作者：李斌元，马云，何淑雅，钟 南，孙春莉，闵凌峰

【摘要】  目的  检测脆性X染色体综合征智力低下基因FMR1中（CGG）n拷贝数的多态性。方法  采用PCR结合序列胶银染法、Southern blot杂交分析法，对299条表型正常的湖南省人群X染色体FRAXA位点（CGG）n拷贝数的多态性及分布频率进行了测定和验证。结果  显示其范围为20～40，高峰为28 ，PCR-序列分析银染法结果与Southern blot法结果完全一致。结论  检测了湖南省人群X染色体FRAXA位点（CGG）n拷贝数的多态性；运用PCR-序列分析胶银染法快速、直接、简便、实用，适合脆性X综合征的大规模群体筛查。

    【关键词】  脆性X综合征  FMR1  （CGG）n  PCR

    The study of the unsteady DNA repeat located  in the mentally  retardant FMR1 gene  of fragile X  

   【Abstract】  Objective  To detect the polymorphism of CGG repeats located  in the mentally  retardant FMR1 gene  of fragile X.Methods  To detect and test the polymorphism and frequency of CGG repeats located in the FRAXA region come from 299 chromosome of normal hunan pupulations.Results  The normal range of CGG repeats is 20-40，the mean number is 28， the data showed that the results of PCR-sequence gel silver staining was the same as those of PCR-Southern blot.

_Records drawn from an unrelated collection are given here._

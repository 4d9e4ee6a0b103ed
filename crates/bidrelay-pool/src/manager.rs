//! Blocking worker pool with drain and coordinated shutdown.
//!
//! This module defines the [`WorkerPool`] struct, which owns a fixed set of
//! OS threads that pull [`Job`]s from one shared FIFO queue. Coordination is
//! done entirely with mutex/condition-variable pairs:
//!
//! - `queue` + `available`: producers push and signal one idle worker.
//! - `pending` + `drained`: every submitted job (and every synthetic wake-up
//!   job) is counted until it finishes; waiters block until the count is 0.
//!
//! Shutdown sets the `held` flag once the pool is drained. Idle workers are
//! woken, handed a synthetic no-op job instead of real work, and exit after
//! running it.

use crate::{
    Job,
    error::{PoolError, Result},
    worker::worker_loop,
};
use parking_lot::{Condvar, Mutex};
use portable_atomic::{AtomicBool, AtomicU64, Ordering};
use std::{collections::VecDeque, sync::Arc, thread};

/// State shared between the pool handle and every worker thread.
pub(crate) struct Shared {
    pub(crate) queue: Mutex<VecDeque<Job>>,
    pub(crate) available: Condvar,
    pub(crate) pending: Mutex<usize>,
    pub(crate) drained: Condvar,
    pub(crate) held: AtomicBool,
    pub(crate) executed: AtomicU64,
    pub(crate) panicked: AtomicU64,
}

impl Shared {
    fn new() -> Self {
        Self {
            queue: Mutex::new(VecDeque::new()),
            available: Condvar::new(),
            pending: Mutex::new(0),
            drained: Condvar::new(),
            held: AtomicBool::new(false),
            executed: AtomicU64::new(0),
            panicked: AtomicU64::new(0),
        }
    }

    /// Blocks until a job is queued or the pool is held.
    ///
    /// Returns the job and whether it is synthetic. Once held, a no-op is
    /// handed out instead of real work and counted as pending like any other
    /// job, so the caller runs it, settles the counter, and re-checks the
    /// flag.
    pub(crate) fn next_job(&self) -> (Job, bool) {
        let mut queue = self.queue.lock();
        self.available.wait_while(&mut queue, |queue| {
            queue.is_empty() && !self.held.load(Ordering::Acquire)
        });

        if !self.held.load(Ordering::Acquire) {
            if let Some(job) = queue.pop_front() {
                return (job, false);
            }
        }

        *self.pending.lock() += 1;
        (Box::new(|| {}), true)
    }

    /// Marks one job as finished and wakes drain waiters when none remain.
    pub(crate) fn complete_one(&self) {
        let mut pending = self.pending.lock();
        *pending = pending.saturating_sub(1);
        if *pending == 0 {
            self.drained.notify_all();
        }
    }

    fn wait_drained(&self) {
        let mut pending = self.pending.lock();
        self.drained.wait_while(&mut pending, |pending| *pending > 0);
    }
}

/// Point-in-time counters for a [`WorkerPool`].
#[derive(Clone, Copy, Debug, PartialEq, Eq)]
pub struct PoolStats {
    /// Worker threads still owned by the pool.
    pub workers: usize,
    /// Jobs submitted but not yet finished, including running ones.
    pub pending: usize,
    /// Real jobs run to completion, whether or not they panicked.
    pub executed: u64,
    /// Jobs that panicked.
    pub panicked: u64,
}

/// A fixed-size pool of threads executing [`Job`]s in FIFO order.
///
/// Dropping the pool performs [`WorkerPool::shutdown`].
pub struct WorkerPool {
    shared: Arc<Shared>,
    workers: Mutex<Vec<thread::JoinHandle<()>>>,
    /// Held for the whole of [`WorkerPool::shutdown`].
    joining: Mutex<()>,
    finished: AtomicBool,
}

impl WorkerPool {
    /// Spawns `num_workers` threads named `bidrelay-worker-{n}`.
    ///
    /// # Errors
    ///
    /// Returns [`PoolError::NoWorkers`] for an empty pool and
    /// [`PoolError::Spawn`] if a thread cannot be started. Threads spawned
    /// before the failure are shut down again.
    pub fn new(num_workers: usize) -> Result<Self> {
        Self::with_name(num_workers, "bidrelay-worker")
    }

    /// Like [`WorkerPool::new`], naming threads `{name}-{n}`.
    pub fn with_name(num_workers: usize, name: &str) -> Result<Self> {
        if num_workers == 0 {
            return Err(PoolError::NoWorkers);
        }

        let pool = Self {
            shared: Arc::new(Shared::new()),
            workers: Mutex::new(Vec::with_capacity(num_workers)),
            joining: Mutex::new(()),
            finished: AtomicBool::new(false),
        };

        for worker_id in 0..num_workers {
            let shared = Arc::clone(&pool.shared);
            let handle = thread::Builder::new()
                .name(format!("{name}-{worker_id}"))
                .spawn(move || worker_loop(worker_id, shared))
                .map_err(|source| PoolError::Spawn { worker_id, source })?;
            pool.workers.lock().push(handle);
        }

        tracing::debug!(num_workers, "Worker pool started");
        Ok(pool)
    }

    /// Enqueues a job and signals one idle worker.
    ///
    /// # Errors
    ///
    /// Returns [`PoolError::ShutDown`] once shutdown has begun. The rejected
    /// job is dropped without running.
    pub fn submit<F>(&self, job: F) -> Result<()>
    where
        F: FnOnce() + Send + 'static,
    {
        {
            let mut queue = self.shared.queue.lock();
            if self.shared.held.load(Ordering::Acquire) || self.finished.load(Ordering::Acquire) {
                return Err(PoolError::ShutDown);
            }
            *self.shared.pending.lock() += 1;
            queue.push_back(Box::new(job));
        }
        self.shared.available.notify_one();
        Ok(())
    }

    /// Blocks until every submitted job has finished.
    ///
    /// Must not be called from inside a job: the caller's own job keeps the
    /// pending count above zero.
    pub fn await_drain(&self) {
        self.shared.wait_drained();
    }

    /// Drains the queue, stops every worker and joins its thread.
    ///
    /// Repeated calls do no further work, but a call racing the first one
    /// still returns only after every worker has been joined. Must not be
    /// called from inside a job.
    pub fn shutdown(&self) {
        let _joining = self.joining.lock();
        if self.finished.swap(true, Ordering::AcqRel) {
            return;
        }

        tracing::debug!("Draining worker pool before shutdown");

        // Hold only once drained; a submit racing the drain wait pushes the
        // pending count back up and we wait again.
        loop {
            self.shared.wait_drained();
            let queue = self.shared.queue.lock();
            if queue.is_empty() && *self.shared.pending.lock() == 0 {
                self.shared.held.store(true, Ordering::Release);
                break;
            }
        }
        self.shared.available.notify_all();

        let workers = core::mem::take(&mut *self.workers.lock());
        for (worker_id, handle) in workers.into_iter().enumerate() {
            if handle.join().is_err() {
                tracing::error!(worker_id, "Worker thread terminated abnormally");
            }
        }

        tracing::debug!("Worker pool shutdown complete");
    }

    /// Returns `true` once [`WorkerPool::shutdown`] has been called.
    pub fn is_shut_down(&self) -> bool {
        self.finished.load(Ordering::Acquire)
    }

    pub fn stats(&self) -> PoolStats {
        PoolStats {
            workers: self.workers.lock().len(),
            pending: *self.shared.pending.lock(),
            executed: self.shared.executed.load(Ordering::Relaxed),
            panicked: self.shared.panicked.load(Ordering::Relaxed),
        }
    }

    #[cfg(test)]
    pub(crate) fn shared_refs(&self) -> usize {
        Arc::strong_count(&self.shared)
    }
}

impl Drop for WorkerPool {
    fn drop(&mut self) {
        self.shutdown();
    }
}

impl core::fmt::Debug for WorkerPool {
    fn fmt(&self, f: &mut core::fmt::Formatter<'_>) -> core::fmt::Result {
        f.debug_struct("WorkerPool")
            .field("stats", &self.stats())
            .field("finished", &self.is_shut_down())
            .finish()
    }
}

Conclusion  Realize the polymorphism of CGG repeats located  in the FRAXA locus;2. The PCR-Sequence gel silver staining was more rapid，immediate， simple and economy ，which suits to the colony screening fragile X syndrome on a large scale.

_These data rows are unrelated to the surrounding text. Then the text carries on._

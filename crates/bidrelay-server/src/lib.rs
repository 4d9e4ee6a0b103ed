#![doc = include_str!("../README.md")]

pub mod server;

pub use server::{
    config::{CliArgs, FanOut, ServerConfig},
    serve::run_server_with_incoming,
    service::StoreService,
    stats::{StatsSnapshot, StoreStats},
    vendor::{BidSource, GrpcVendorClient},
};
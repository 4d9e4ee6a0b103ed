//! In-process counters for the relay.
//!
//! Every recording method also forwards to the matching
//! [`telemetry`](crate::server::telemetry) instrument, which is a no-op unless
//! the `metrics` feature is enabled. The counters themselves are always
//! available, so vendor failures and dropped completions stay observable
//! without an exporter.

use crate::server::telemetry::{
    decrement_calls_inflight, increment_calls_inflight, increment_dispatch_failures,
    increment_registry_errors, increment_requests, increment_vendor_failures,
    record_bids_per_request, record_request_duration,
};
use core::time::Duration;
use portable_atomic::{AtomicU64, Ordering};

#[derive(Debug, Default)]
pub struct StoreStats {
    requests: AtomicU64,
    released: AtomicU64,
    vendor_failures: AtomicU64,
    registry_errors: AtomicU64,
    dispatch_failures: AtomicU64,
    bids: AtomicU64,
}

/// A point-in-time copy of [`StoreStats`].
#[derive(Clone, Copy, Debug, Default, PartialEq, Eq)]
pub struct StatsSnapshot {
    /// Calls accepted by the event loop.
    pub requests: u64,
    /// Accepted calls whose lifecycle has ended.
    pub released: u64,
    pub vendor_failures: u64,
    pub registry_errors: u64,
    pub dispatch_failures: u64,
    /// Bids returned across all replies.
    pub bids: u64,
}

impl StatsSnapshot {
    pub const fn inflight(&self) -> u64 {
        self.requests.saturating_sub(self.released)
    }
}

impl StoreStats {
    pub fn call_accepted(&self) {
        self.requests.fetch_add(1, Ordering::Relaxed);
        increment_requests();
        increment_calls_inflight();
    }

    pub fn call_released(&self, elapsed: Duration) {
        self.released.fetch_add(1, Ordering::Relaxed);
        decrement_calls_inflight();
        record_request_duration(elapsed.as_secs_f64() * 1_000.0);
    }

    pub fn vendor_failure(&self) {
        self.vendor_failures.fetch_add(1, Ordering::Relaxed);
        increment_vendor_failures();
    }

    pub fn registry_error(&self) {
        self.registry_errors.fetch_add(1, Ordering::Relaxed);
        increment_registry_errors();
    }

    pub fn dispatch_failure(&self) {
        self.dispatch_failures.fetch_add(1, Ordering::Relaxed);
        increment_dispatch_failures();
    }

    pub fn bids_returned(&self, count: usize) {
        self.bids.fetch_add(count as u64, Ordering::Relaxed);
        record_bids_per_request(count as f64);
    }

    pub fn snapshot(&self) -> StatsSnapshot {
        StatsSnapshot {
            requests: self.requests.load(Ordering::Relaxed),
            released: self.released.load(Ordering::Relaxed),
            vendor_failures: self.vendor_failures.load(Ordering::Relaxed),
            registry_errors: self.registry_errors.load(Ordering::Relaxed),
            dispatch_failures: self.dispatch_failures.load(Ordering::Relaxed),
            bids: self.bids.load(Ordering::Relaxed),
        }
    }
}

    【Key words】  fragile X syndrome  FMR1  CGG repeats  PCR

    脆性X综合征（fragile X syndrome，FraX）是常见的遗传性智力低下性疾病之一，其发病率仅次于唐氏综合征。在人群中男性的发病率约为1/4000［1］，女性的发病率为1/2500［2］。其在细胞学上主要表现为Xq27.3带处有一细丝样的脆性位点（FRAXA）［3］，在分子水平上表现为FMR1基因5’端（CGG）n的异常扩增。（CGG）n在正常人群体中呈多态性，n=6-50，当n=50-200时为前突变，n＞200时为全突变，同时伴随其周围CpG岛异常甲基化［4］。我们根据FraX基因致病特点，通过测定湖南省人群中CGG重复序列，了解其分布的多态性，并建立一个简便、快捷的基因检测方法。

    1  材料和方法

    1.1  研究对象及标本  208名人群为本校附属医院门诊自愿受检者，男117名，女91名，年龄24～56岁，平均36.5岁。分别从肘静脉抽取血1～2ml，以草酸钾抗凝，标本按碘化钾法提取DNA。

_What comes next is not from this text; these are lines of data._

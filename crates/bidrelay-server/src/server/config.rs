use anyhow::bail;
use clap::{Parser, ValueEnum};
use core::time::Duration;
use std::path::PathBuf;

/// How one request queries its vendors.
#[derive(Clone, Copy, Debug, PartialEq, Eq, ValueEnum)]
pub enum FanOut {
    /// One vendor at a time, in registry order. Latency is the sum of all
    /// vendor latencies.
    Sequential,
    /// All vendors at once, joined in registry order. Latency is the slowest
    /// vendor's latency.
    Concurrent,
}

/// Runtime configuration for the `bidrelay-server` binary.
///
/// All values are parsed from CLI arguments or environment variables (a
/// `.env` file is loaded first), with defaults suitable for a single host.
#[derive(Parser, Debug, Clone)]
#[command(
    name = "bidrelay-server",
    version,
    about = "A gRPC relay that collects product bids from a set of vendors"
)]
pub struct CliArgs {
    /// Path of the vendor registry: one vendor address (`host:port`) per
    /// line. The file is re-read for every request.
    ///
    /// Environment variable: `VENDOR_REGISTRY`
    #[arg(long, env = "VENDOR_REGISTRY")]
    pub vendor_registry: PathBuf,

    /// Address to listen on (TCP or Unix socket path; use --uds for Unix
    /// socket).
    ///
    /// Example: "0.0.0.0:50051" or "/tmp/bidrelay.sock"
    ///
    /// Environment variable: `SERVER_ADDR`
    #[arg(long, env = "SERVER_ADDR", default_value_t = String::from("0.0.0.0:50051"))]
    pub server_addr: String,

    /// Listen on a Unix socket instead of TCP. If set, `SERVER_ADDR` must be
    /// a file path.
    #[arg(short, long, default_value_t = false)]
    pub uds: bool,

    /// Number of worker threads processing accepted requests. Bounds how many
    /// requests fan out to vendors at the same time.
    ///
    /// Environment variable: `NUM_WORKERS`
    #[arg(long, env = "NUM_WORKERS", default_value_t = num_cpus::get())]
    pub num_workers: usize,

    /// Deadline in milliseconds for connecting to and calling one vendor.
    /// `0` waits indefinitely.
    ///
    /// Environment variable: `VENDOR_TIMEOUT_MS`
    #[arg(long, env = "VENDOR_TIMEOUT_MS", default_value_t = 5_000)]
    pub vendor_timeout_ms: u64,

    /// Whether a request queries its vendors one after another or all at
    /// once. Replies list bids in registry order either way.
    ///
    /// Environment variable: `FAN_OUT`
    #[arg(long, env = "FAN_OUT", value_enum, default_value_t = FanOut::Concurrent)]
    pub fan_out: FanOut,

    /// Capacity of the queue between the gRPC handler and the event loop.
    ///
    /// Environment variable: `INBOUND_BUFFER_SIZE`
    #[arg(long, env = "INBOUND_BUFFER_SIZE", default_value_t = 1024)]
    pub inbound_buffer_size: usize,

    /// Seconds to wait for in-flight requests during shutdown.
    ///
    /// Environment variable: `SHUTDOWN_TIMEOUT`
    #[arg(long, env = "SHUTDOWN_TIMEOUT", default_value_t = 10)]
    pub shutdown_timeout: u64,
}

#[derive(Debug, Clone)]
pub struct ServerConfig {
    pub vendor_registry: PathBuf,
    pub server_addr: String,
    pub uds: bool,
    pub num_workers: usize,
    pub vendor_timeout: Option<Duration>,
    pub fan_out: FanOut,
    pub inbound_buffer_size: usize,
    pub shutdown_timeout: Duration,
}

impl ServerConfig {
    /// Default configuration serving the given registry.
    pub fn new(vendor_registry: impl Into<PathBuf>) -> Self {
        Self {
            vendor_registry: vendor_registry.into(),
            server_addr: String::from("0.0.0.0:50051"),
            uds: false,
            num_workers: num_cpus::get(),
            vendor_timeout: Some(Duration::from_secs(5)),
            fan_out: FanOut::Concurrent,
            inbound_buffer_size: 1024,
            shutdown_timeout: Duration::from_secs(10),
        }
    }
}

impl TryFrom<CliArgs> for ServerConfig {
    type Error = anyhow::Error;

    fn try_from(args: CliArgs) -> Result<Self, Self::Error> {
        if args.num_workers == 0 {
            bail!("NUM_WORKERS must be greater than 0");
        }

        if args.inbound_buffer_size == 0 {
            bail!("INBOUND_BUFFER_SIZE must be greater than 0");
        }

        if args.server_addr.trim().is_empty() {
            bail!("SERVER_ADDR must not be empty");
        }

        let vendor_timeout =
            (args.vendor_timeout_ms > 0).then(|| Duration::from_millis(args.vendor_timeout_ms));

        Ok(Self {
            vendor_registry: args.vendor_registry,
            server_addr: args.server_addr,
            uds: args.uds,
            num_workers: args.num_workers,
            vendor_timeout,
            fan_out: args.fan_out,
            inbound_buffer_size: args.inbound_buffer_size,
            shutdown_timeout: Duration::from_secs(args.shutdown_timeout),
        })
    }
}

#[cfg(test)]
mod tests {
    use super::*;

    fn parse(extra: &[&str]) -> anyhow::Result<ServerConfig> {
        let mut argv = vec!["bidrelay-server", "--vendor-registry", "vendors.txt"];
        argv.extend_from_slice(extra);
        ServerConfig::try_from(CliArgs::try_parse_from(argv)?)
    }

    #[test]
    fn defaults() {
        let config = parse(&["--num-workers", "3"]).unwrap();
        assert_eq!(config.vendor_registry, PathBuf::from("vendors.txt"));
        assert_eq!(config.server_addr, "0.0.0.0:50051");
        assert!(!config.uds);
        assert_eq!(config.num_workers, 3);
        assert_eq!(config.vendor_timeout, Some(Duration::from_secs(5)));
        assert_eq!(config.fan_out, FanOut::Concurrent);
        assert_eq!(config.shutdown_timeout, Duration::from_secs(10));
    }

    #[test]
    fn zero_timeout_disables_vendor_deadline() {
        let config = parse(&["--vendor-timeout-ms", "0", "--fan-out", "sequential"]).unwrap();
        assert_eq!(config.vendor_timeout, None);
        assert_eq!(config.fan_out, FanOut::Sequential);
    }

    #[test]
    fn rejects_empty_pool_and_buffer() {
        assert!(parse(&["--num-workers", "0"]).is_err());
        assert!(parse(&["--inbound-buffer-size", "0"]).is_err());
    }

    #[test]
    fn registry_is_required() {
        assert!(CliArgs::try_parse_from(["bidrelay-server"]).is_err());
    }
}
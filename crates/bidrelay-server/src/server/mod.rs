//! Server internals for `bidrelay-server`.
//!
//! ## Structure
//!
//! - [`config`] - CLI and environment configuration.
//! - [`registry`] - the vendor registry file.
//! - [`vendor`] - outbound vendor calls and bid aggregation.
//! - [`lifecycle`] - call records, completions and the event loop.
//! - [`service`] - the `Store` gRPC service.
//! - [`serve`] - transport assembly and graceful shutdown.
//! - [`stats`] - in-process counters.
//! - [`telemetry`] - logging, tracing and metrics setup.

pub mod config;
pub mod lifecycle;
pub mod registry;
pub mod serve;
pub mod service;
pub mod stats;
pub mod telemetry;
pub mod vendor;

    1.2  主要试剂  T4多聚核苷酸激酶、PBR322/MSPI、7-deaza-dGTP等均为NEB公司产品，杂交液、尼龙膜、PCR扩增相关试剂均购自上海生工，探针PE5.1由美国纽约州立发育不全基础研究所Nanbert Zhong博士惠赠。

    1.3  PCR扩增  PCR引物设计参照文献［5］，在FMR1基因内（CGG）n重复区域两侧合成引物。其中上游引物为：5’-GGAACAGCGTTGATCACGTGACGTGGTTTC-3’，下游引物为：5’-GTGGGCTGCGGGCGCTCGAGG -3’。反应体积为20μl，其中包括10×PCR缓冲液，50～100ng模板，每种引物5pmol，200μmol/LdNTP，其中dGTP中75%为7-deaza-dGTP，10%DMSO，1U Taq DNA聚合酶。反应程序为：95℃预变性5min，95℃1min，65℃1min，72℃2min，进行30个循环，最后72℃延伸10min。

    1.4  PCR产物的序列胶银染法检测  取10μl PCR产物加入载样缓冲液于6%序列胶电泳。电泳毕经乙酸固定、AgNO3溶液染色及Na2CO3显示后观察结果。

    1.5  Southern印迹杂交  取5μl PCR产物于6%序列胶电泳，常规电转膜，用5′末端标记法以γ-32P-ATP标记探针PE5.1，经预杂交4h，杂交2h，充分洗膜后常规压片，-70℃放射自显影。

    2  结果

    2.1  湖南省人群中FRAXA位点（CGG）n的多态性及分布频率   用PCR方法分析了299条X染色体。经序列胶测定（图2），Southern印迹杂交法验证（图3），表明（CGG）n的拷贝数在20～40之间(见表1)，频率最高的为28（图1）。 

    图1  299条X染色体的(CGG)n多态性分布图

    表1  湖南省人群中299条X染色体的CGG重复数

    2.2  6%序列胶电泳检测PCR产物  见图2。